Arcata’s Innovative Wastewater Treatment Facility Serves as a Wildlife Sanctuary
The City of Arcata’s Marsh & Wildlife Sanctuary, located on the northern edge of Humboldt Bay, is home to the city’s innovative wastewater facility and 307-acre sanctuary that provides homes and resting places for over 300 species of birds.
Like all other wastewater treatment plants, raw sewage enters the treatment system through a typical mechanical setup where it passes through bar screens, grit separators and digestors to remove solid materials and debris.
After the clarifiers separate the sludge from the wastewater, the innovation begins! The wastewater is then pumped to the first of a series of oxidation ponds covering nearly 55 acres, where algae grows, producing oxygen which is then used by bacteria that break down the organic compounds found in human waste. Toward the bottom of the ponds where there is less oxygen anaerobic bacteria breaks down the settled material. The water then flows through treatment wetlands, where aquatic plants, slow the flow of water and help filter the nutrients, metals and organic compounds. It is here that the algae from the oxidation ponds is removed from the water column using plants to shade and filter the algae. In these marshes aerobic and anaerobic bacteria continue to provide treatment as well.
The water is then pumped to three larger treatment marshes which are part of the Wildlife Sanctuary, where organic matter is further reduced. The water is then pumped back to the primary treatment facility for chlorination and a de-chlorination process using gas sulfur dioxide before it flows into Humboldt Bay.
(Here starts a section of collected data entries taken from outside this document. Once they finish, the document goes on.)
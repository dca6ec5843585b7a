//! Connection setup scenarios.

mod common;

use common::{server, TestClient};
use tokio::io::{AsyncReadExt, AsyncWriteExt};

#[tokio::test]
async fn little_endian_handshake_advertises_the_screen() {
    let (server, _frontend) = server();
    let client = TestClient::connect(&server).await;

    let setup = &client.setup;
    assert_eq!(setup[0], 1);
    assert_eq!(u16::from_le_bytes([setup[2], setup[3]]), 11);
    assert_eq!(u16::from_le_bytes([setup[4], setup[5]]), 0);

    // resource-id base 0, mask 0x1FFFFF, motion buffer 256
    assert_eq!(u32::from_le_bytes([setup[12], setup[13], setup[14], setup[15]]), 0);
    assert_eq!(
        u32::from_le_bytes([setup[16], setup[17], setup[18], setup[19]]),
        0x001f_ffff
    );
    assert_eq!(u32::from_le_bytes([setup[20], setup[21], setup[22], setup[23]]), 256);

    // vendor string
    let vendor_len = u16::from_le_bytes([setup[24], setup[25]]) as usize;
    assert_eq!(&setup[40..40 + vendor_len], b"sshterm");

    // one screen, one format
    assert_eq!(setup[28], 1);
    assert_eq!(setup[29], 1);

    // the single visual is TrueColor with the advertised channel masks
    let n = setup.len();
    let visual = &setup[n - 24..];
    assert_eq!(visual[4], 4); // TrueColor
    assert_eq!(u32::from_le_bytes([visual[8], visual[9], visual[10], visual[11]]), 0x00ff_0000);
    assert_eq!(u32::from_le_bytes([visual[12], visual[13], visual[14], visual[15]]), 0x0000_ff00);
    assert_eq!(u32::from_le_bytes([visual[16], visual[17], visual[18], visual[19]]), 0x0000_00ff);

    // root window id sits above the client-local id mask
    assert!(client.root > 0x001f_ffff);
}

#[tokio::test]
async fn big_endian_handshake() {
    let (server, _frontend) = server();
    let client = TestClient::connect_with_order(&server, b'B').await;
    let setup = &client.setup;
    assert_eq!(setup[0], 1);
    assert_eq!(u16::from_be_bytes([setup[2], setup[3]]), 11);
    assert_eq!(
        u32::from_be_bytes([setup[16], setup[17], setup[18], setup[19]]),
        0x001f_ffff
    );
}

#[tokio::test]
async fn bad_byte_order_is_refused() {
    let (server, _frontend) = server();
    let (mut stream, server_end) = tokio::io::duplex(4096);
    let inner = server.clone();
    tokio::spawn(async move {
        let _ = inner.serve_stream(server_end).await;
    });

    let mut prefix = [0u8; 12];
    prefix[0] = b'X';
    stream.write_all(&prefix).await.unwrap();
    let mut reply = [0u8; 8];
    stream.read_exact(&mut reply).await.unwrap();
    assert_eq!(reply[0], 0); // Failed
}

#[tokio::test]
async fn auth_material_is_consumed_and_discarded() {
    let (server, _frontend) = server();
    let (mut stream, server_end) = tokio::io::duplex(1 << 16);
    let inner = server.clone();
    tokio::spawn(async move {
        let _ = inner.serve_stream(server_end).await;
    });

    let mut prefix = [0u8; 12];
    prefix[0] = b'l';
    prefix[2..4].copy_from_slice(&11u16.to_le_bytes());
    prefix[6..8].copy_from_slice(&18u16.to_le_bytes()); // name len
    prefix[8..10].copy_from_slice(&16u16.to_le_bytes()); // data len
    stream.write_all(&prefix).await.unwrap();
    stream.write_all(b"MIT-MAGIC-COOKIE-1\0\0").await.unwrap(); // padded to 20
    stream.write_all(&[0xaa; 16]).await.unwrap();

    let mut reply = [0u8; 8];
    stream.read_exact(&mut reply).await.unwrap();
    assert_eq!(reply[0], 1);
}
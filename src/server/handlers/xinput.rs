//! XInput extension request handlers.

use tracing::debug;

use super::{done, globalize, reply, HandlerResult};
use crate::input::grabs::{ActiveGrab, PassiveGrab};
use crate::protocol::errors::XError;
use crate::protocol::events::Event;
use crate::protocol::replies::Reply;
use crate::protocol::types::*;
use crate::protocol::xinput::{EventClass, XIReply, XInputRequest};
use crate::server::state::ServerState;
use crate::window::tree;
use crate::xinput;

pub fn handle(state: &mut ServerState, client: ClientId, request: XInputRequest) -> HandlerResult {
    match request {
        XInputRequest::GetExtensionVersion { .. } => reply(Reply::XInput(
            XIReply::GetExtensionVersion { major: 2, minor: 2, present: true },
        )),
        XInputRequest::ListInputDevices => {
            let devices = xinput::device_inventory(
                state.config.width,
                state.config.height,
                state.config.motion_buffer_size,
            );
            reply(Reply::XInput(XIReply::ListInputDevices { devices }))
        }
        XInputRequest::OpenDevice { device } => {
            let device = crate::xinput::XInputState::check_device(device)?;
            if let Some(client_state) = state.clients.get_mut(client) {
                client_state.open_devices.insert(device);
            }
            debug!(client, device, "device opened");
            reply(Reply::XInput(XIReply::OpenDevice {
                classes: xinput::open_device_classes(device),
            }))
        }
        XInputRequest::CloseDevice { device } => {
            let device = crate::xinput::XInputState::check_device(device)?;
            if let Some(client_state) = state.clients.get_mut(client) {
                client_state.open_devices.remove(&device);
            }
            done()
        }
        XInputRequest::SelectExtensionEvent { window, classes } => {
            let window = globalize(state, client, window);
            state.registry.window(window)?;
            for class in classes {
                crate::xinput::XInputState::check_device(class.device)?;
                // Selecting the same device again replaces the mask.
                state.xinput.select(window, client, class.device, class.mask);
            }
            done()
        }
        XInputRequest::GetSelectedExtensionEvents { window } => {
            let window = globalize(state, client, window);
            state.registry.window(window)?;
            let mut this_client = Vec::new();
            let mut all_clients = Vec::new();
            for (owner, device, mask) in state.xinput.selections_on(window) {
                let class = EventClass { device, mask };
                if owner == client {
                    this_client.push(class);
                }
                all_clients.push(class);
            }
            reply(Reply::XInput(XIReply::GetSelectedExtensionEvents { this_client, all_clients }))
        }
        XInputRequest::GrabDevice {
            window,
            time,
            this_device_mode,
            other_device_mode,
            owner_events,
            device,
            classes,
        } => {
            let device = crate::xinput::XInputState::check_device(device)?;
            let window = globalize(state, client, window);
            state.registry.window(window)?;
            if !tree::is_viewable(&state.registry, window) {
                return reply(Reply::XInput(XIReply::GrabDevice {
                    status: GrabStatus::NotViewable,
                }));
            }
            let now = state.now();
            let time = if time == CURRENT_TIME { now } else { time };
            if time > now {
                return reply(Reply::XInput(XIReply::GrabDevice {
                    status: GrabStatus::InvalidTime,
                }));
            }
            let xi_mask = classes
                .iter()
                .filter(|class| class.device == device)
                .fold(0u32, |acc, class| acc | class.mask);
            let frozen = this_device_mode == GrabMode::Sync;
            let status = state.xinput.grab_set(device).activate(ActiveGrab {
                client,
                window,
                owner_events,
                event_mask: EventMask::empty(),
                pointer_mode: this_device_mode,
                keyboard_mode: other_device_mode,
                confine_to: NONE,
                cursor: NONE,
                since: time,
                from_passive: false,
                frozen,
                queue: Default::default(),
                xi_mask,
            });
            debug!(client, device, window, ?status, "device grab");
            reply(Reply::XInput(XIReply::GrabDevice { status }))
        }
        XInputRequest::UngrabDevice { device, .. } => {
            let device = crate::xinput::XInputState::check_device(device)?;
            state.xinput.grab_set(device).release(client);
            done()
        }
        XInputRequest::GrabDeviceKey {
            window,
            modifiers,
            grabbed_device,
            key,
            this_device_mode,
            other_device_mode,
            owner_events,
            classes,
            ..
        } => {
            let device = crate::xinput::XInputState::check_device(grabbed_device)?;
            let window = globalize(state, client, window);
            state.registry.window(window)?;
            let xi_mask = classes
                .iter()
                .filter(|class| class.device == device)
                .fold(0u32, |acc, class| acc | class.mask);
            state.xinput.grab_set(device).add_passive(PassiveGrab {
                client,
                window,
                detail: key,
                modifiers,
                owner_events,
                event_mask: EventMask::empty(),
                pointer_mode: this_device_mode,
                keyboard_mode: other_device_mode,
                confine_to: NONE,
                cursor: NONE,
                xi_mask,
            });
            done()
        }
        XInputRequest::UngrabDeviceKey { window, modifiers, key, grabbed_device, .. } => {
            let device = crate::xinput::XInputState::check_device(grabbed_device)?;
            let window = globalize(state, client, window);
            state.registry.window(window)?;
            state.xinput.grab_set(device).remove_passive(window, key, modifiers);
            done()
        }
        XInputRequest::GrabDeviceButton {
            window,
            grabbed_device,
            modifiers,
            this_device_mode,
            other_device_mode,
            button,
            owner_events,
            classes,
            ..
        } => {
            let device = crate::xinput::XInputState::check_device(grabbed_device)?;
            let window = globalize(state, client, window);
            state.registry.window(window)?;
            let xi_mask = classes
                .iter()
                .filter(|class| class.device == device)
                .fold(0u32, |acc, class| acc | class.mask);
            state.xinput.grab_set(device).add_passive(PassiveGrab {
                client,
                window,
                detail: button,
                modifiers,
                owner_events,
                event_mask: EventMask::empty(),
                pointer_mode: this_device_mode,
                keyboard_mode: other_device_mode,
                confine_to: NONE,
                cursor: NONE,
                xi_mask,
            });
            done()
        }
        XInputRequest::UngrabDeviceButton { window, modifiers, button, grabbed_device, .. } => {
            let device = crate::xinput::XInputState::check_device(grabbed_device)?;
            let window = globalize(state, client, window);
            state.registry.window(window)?;
            state.xinput.grab_set(device).remove_passive(window, button, modifiers);
            done()
        }
        XInputRequest::AllowDeviceEvents { mode, device, .. } => {
            let device = crate::xinput::XInputState::check_device(device)?;
            // Same thaw semantics as core AllowEvents, per device.
            let grab_set = state.xinput.grab_set(device);
            if let Some(grab) = grab_set.active.as_mut() {
                if grab.client == client {
                    match mode {
                        // AsyncThisDevice and friends all thaw.
                        0 | 1 | 2 | 3 | 4 | 5 => {
                            grab.frozen = false;
                            grab.queue.clear();
                        }
                        other => return Err(XError::value(other as u32)),
                    }
                }
            }
            done()
        }
        XInputRequest::SendExtensionEvent { destination, device, propagate, events, classes } => {
            let device = crate::xinput::XInputState::check_device(device)?;
            let destination = globalize(state, client, destination);
            state.registry.window(destination)?;
            let mask = classes
                .iter()
                .filter(|class| class.device == device)
                .fold(0u32, |acc, class| acc | class.mask);
            send_extension_events(state, destination, device, mask, propagate, &events);
            done()
        }
        XInputRequest::XiSelectEvents { window, masks } => {
            let window = globalize(state, client, window);
            state.registry.window(window)?;
            for mask in masks {
                state.xinput.set_xi2_mask(window, client, mask.device, mask.mask);
            }
            done()
        }
        XInputRequest::XiQueryVersion { major, minor } => {
            let (major, minor) = state.xinput.negotiate(client, major, minor);
            reply(Reply::XInput(XIReply::XiQueryVersion { major, minor }))
        }
        XInputRequest::XiQueryDevice { device } => {
            let devices = xinput::device_inventory(
                state.config.width,
                state.config.height,
                state.config.motion_buffer_size,
            );
            let devices = match device {
                // 0 = XIAllDevices, 1 = XIAllMasterDevices.
                0 | 1 => devices,
                id => {
                    let wanted: Vec<_> = devices
                        .into_iter()
                        .filter(|descriptor| descriptor.id as u16 == id)
                        .collect();
                    if wanted.is_empty() {
                        return Err(XError::value(id as u32));
                    }
                    wanted
                }
            };
            reply(Reply::XInput(XIReply::XiQueryDevice { devices }))
        }
    }
}

/// Deliver the raw extension event bodies to every client whose selection
/// on the destination (or, with propagate, an ancestor) matches the class
/// mask.
fn send_extension_events(
    state: &mut ServerState,
    destination: WindowId,
    device: DeviceId,
    mask: u32,
    propagate: bool,
    events: &[[u8; 32]],
) {
    let mut current = destination;
    while current != NONE {
        let receivers = state.xinput.selectors_of(current, device, mask);
        if !receivers.is_empty() {
            for receiver in receivers {
                for body in events {
                    state.clients.deliver(receiver, &Event::Raw(*body), true);
                }
            }
            return;
        }
        if !propagate {
            return;
        }
        current = state.registry.window(current).map(|node| node.parent).unwrap_or(NONE);
    }
}
//! Pixmap and graphics-context lifecycle.

use super::{done, globalize, reply, HandlerResult};
use crate::protocol::errors::XError;
use crate::protocol::replies::Reply;
use crate::protocol::requests::Request;
use crate::protocol::types::*;
use crate::resources::gcontext::GContext;
use crate::resources::pixmap::PixmapRecord;
use crate::resources::registry::Resource;
use crate::server::state::ServerState;

pub fn handle(state: &mut ServerState, client: ClientId, request: Request) -> HandlerResult {
    match request {
        Request::CreatePixmap { depth, pid, drawable, width, height } => {
            if pid == NONE || pid > RESOURCE_ID_MASK {
                return Err(XError::id_choice(pid));
            }
            if width == 0 || height == 0 {
                return Err(XError::value(0));
            }
            let pid = globalize(state, client, pid);
            let drawable = globalize(state, client, drawable);
            state.registry.drawable(drawable)?;
            if !matches!(depth, 1 | 24 | 32) {
                return Err(XError::value(depth as u32));
            }
            state.registry.insert(
                client,
                pid,
                Resource::Pixmap(PixmapRecord { id: pid, width, height, depth, origin_drawable: drawable }),
            )?;
            state.frontend.create_pixmap(pid, drawable, width, height, depth);
            done()
        }
        Request::FreePixmap { pixmap } => {
            let pixmap = globalize(state, client, pixmap);
            state.registry.pixmap(pixmap)?;
            state.registry.remove(pixmap);
            state.frontend.free_pixmap(pixmap);
            done()
        }
        Request::CreateGC { cid, drawable, mask, values } => {
            if cid == NONE || cid > RESOURCE_ID_MASK {
                return Err(XError::id_choice(cid));
            }
            let cid = globalize(state, client, cid);
            let drawable = globalize(state, client, drawable);
            state.registry.drawable(drawable)?;
            if let Some(font) = values.font {
                let font = globalize(state, client, font);
                if font != NONE {
                    state.registry.font(font)?;
                }
            }
            let mut gc = GContext::new(cid, drawable);
            let mut values = values;
            values.font = values.font.map(|f| globalize(state, client, f));
            values.tile = values.tile.map(|p| globalize(state, client, p));
            values.stipple = values.stipple.map(|p| globalize(state, client, p));
            values.clip_mask = values.clip_mask.map(|p| globalize(state, client, p));
            gc.apply(mask, &values);
            state.registry.insert(client, cid, Resource::GContext(Box::new(gc)))?;
            let gc = state.registry.gcontext(cid)?;
            state.frontend.create_gc(gc);
            done()
        }
        Request::ChangeGC { gc, mask, values } => {
            let gc = globalize(state, client, gc);
            if let Some(font) = values.font {
                let font = globalize(state, client, font);
                if font != NONE {
                    state.registry.font(font)?;
                }
            }
            let mut values = values;
            values.font = values.font.map(|f| globalize(state, client, f));
            values.tile = values.tile.map(|p| globalize(state, client, p));
            values.stipple = values.stipple.map(|p| globalize(state, client, p));
            values.clip_mask = values.clip_mask.map(|p| globalize(state, client, p));
            state.registry.gcontext_mut(gc)?.apply(mask, &values);
            let gc_ref = state.registry.gcontext(gc)?;
            state.frontend.change_gc(gc_ref, mask);
            done()
        }
        Request::CopyGC { src_gc, dst_gc, mask } => {
            let src_gc = globalize(state, client, src_gc);
            let dst_gc = globalize(state, client, dst_gc);
            let source = state.registry.gcontext(src_gc)?.clone();
            state.registry.gcontext_mut(dst_gc)?.copy_from(&source, mask);
            let gc_ref = state.registry.gcontext(dst_gc)?;
            state.frontend.change_gc(gc_ref, mask);
            done()
        }
        Request::SetDashes { gc, dash_offset, dashes } => {
            let gc = globalize(state, client, gc);
            if dashes.is_empty() || dashes.contains(&0) {
                return Err(XError::value(0));
            }
            let record = state.registry.gcontext_mut(gc)?;
            record.dash_offset = dash_offset;
            record.dashes = dashes;
            done()
        }
        Request::SetClipRectangles { gc, clip_x_origin, clip_y_origin, rectangles, .. } => {
            let gc = globalize(state, client, gc);
            let record = state.registry.gcontext_mut(gc)?;
            record.clip_x_origin = clip_x_origin;
            record.clip_y_origin = clip_y_origin;
            record.clip_mask = NONE;
            record.clip_rectangles = rectangles;
            done()
        }
        Request::FreeGC { gc } => {
            let gc = globalize(state, client, gc);
            state.registry.gcontext(gc)?;
            state.registry.remove(gc);
            state.frontend.free_gc(gc);
            done()
        }
        Request::QueryBestSize { class, drawable, width, height } => {
            let drawable = globalize(state, client, drawable);
            state.registry.drawable(drawable)?;
            if class > 2 {
                return Err(XError::value(class as u32));
            }
            // Cursors have one sensible size; tiles and stipples take
            // whatever was asked.
            let (width, height) = if class == 0 { (32, 32) } else { (width, height) };
            reply(Reply::QueryBestSize { width, height })
        }
        other => unreachable!("non-gc request routed here: {other:?}"),
    }
}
Mark Andre, Arcata’ s Environmental Services Director notes that, “By integrating conventional wastewater treatment with the natural processes of constructed wetlands, Arcata has succeeded in turning wastewater into a resource, and its facility into a tourist attraction. Arcata’s system has become an international example of appropriate wastewater reuse and wetlands restoration technology.”
The Arcata Marsh Project initially grew from an aquaculture project originally proposed in 1963, which raised salmon and trout in a mixture of seawater and wastewater started by Humboldt State University professor, Dr. George Allen. The project was under way by 1971 and saw successful return of coho salmon in Jolly Giant Creek in 1977.
The Clean Water Act and California’s Bays and Estuaries Policy prohibited discharging wastewater into enclosed bays unless “enhancement” was proven. This is where the Wildlife Sanctuary portion of the Arcata Wastewater Treatment Plant came in. In 1979, the state authorized a two-year pilot project of a 10 cell marsh to treat 10 percent of Arcata’s wastewater with plants and sunlight, with the goal of demonstrating to regulatory agencies that this concept was viable.
The California Coastal Conservancy funded the original 75 acres of constructed wetlands which was completed in 1981, the beginning of the Arcata Marsh & Wildlife Sanctuary. By 1983, the State Water Resources Control Board permitted Arcata to upgrade its wastewater treatment plant, including wetland treatment marshes.